Using the data beneath this instruction, retype only the lines from the one that contains "width and the" down to the one that contains "pub const DEFAULT_GAP: f32 = 24.0;", both included, exactly as they appear.
----------
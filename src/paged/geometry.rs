//! Two-up eligibility and render scale
//!
//! Everything here is a pure function of the viewport width and the
//! intrinsic size of the first page.

use super::types::PageSize;

/// Gutter between the two pages of a spread, in viewport units
pub const DEFAULT_GAP: f32 = 24.0;

/// Below this per-page scale two pages side by side are no longer legible,
/// so the layout falls back to a single page
pub const DEFAULT_MIN_TWO_UP_SCALE: f32 = 0.68;

#[derive(Clone, Copy, Debug, PartialEq)]
pub struct Viewport {
    pub container_width: f32,
}

impl Viewport {
    #[must_use]
    pub const fn new(container_width: f32) -> Self {
        Self { container_width }
    }
}

/// Derived layout decision; never stored
#[derive(Clone, Copy, Debug, PartialEq)]
pub struct GeometryDecision {
    pub two_up: bool,
    pub scale: f32,
}

impl GeometryDecision {
    /// Nothing can be laid out yet
    pub const UNDECIDED: Self = Self {
        two_up: false,
        scale: 0.0,
    };
}

#[derive(Clone, Copy, Debug, PartialEq)]
pub struct GeometryModel {
    pub gap: f32,
    pub min_two_up_scale: f32,
}

impl Default for GeometryModel {
    fn default() -> Self {
        Self {
            gap: DEFAULT_GAP,
            min_two_up_scale: DEFAULT_MIN_TWO_UP_SCALE,
        }
    }
}

impl GeometryModel {
    #[must_use]
    pub const fn new(gap: f32, min_two_up_scale: f32) -> Self {
        Self {
            gap,
            min_two_up_scale,
        }
    }

    /// Column width each page would get in a spread
    #[must_use]
    pub fn two_up_column_width(&self, container_width: f32) -> f32 {
        ((container_width - self.gap) / 2.0).max(0.0)
    }

    /// Decide between single-page and spread layout.
    ///
    /// Total over non-negative inputs: an unknown page size or a zero-width
    /// container yields [`GeometryDecision::UNDECIDED`].
    #[must_use]
    pub fn decide(&self, viewport: Viewport, page: Option<PageSize>) -> GeometryDecision {
        let Some(page) = page.filter(|p| p.width > 0.0 && p.width.is_finite()) else {
            return GeometryDecision::UNDECIDED;
        };
        let container_width = viewport.container_width;
        if !(container_width > 0.0) {
            return GeometryDecision::UNDECIDED;
        }

        let column = self.two_up_column_width(container_width);
        let two_up = column / page.width >= self.min_two_up_scale;
        let target = if two_up { column } else { container_width };

        GeometryDecision {
            two_up,
            scale: target / page.width,
        }
    }
}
----------
• _SOLUTION_:
//! Everything here is a pure function of the viewport width and the
//! intrinsic size of the first page.

use super::types::PageSize;

/// Gutter between the two pages of a spread, in viewport units
pub const DEFAULT_GAP: f32 = 24.0;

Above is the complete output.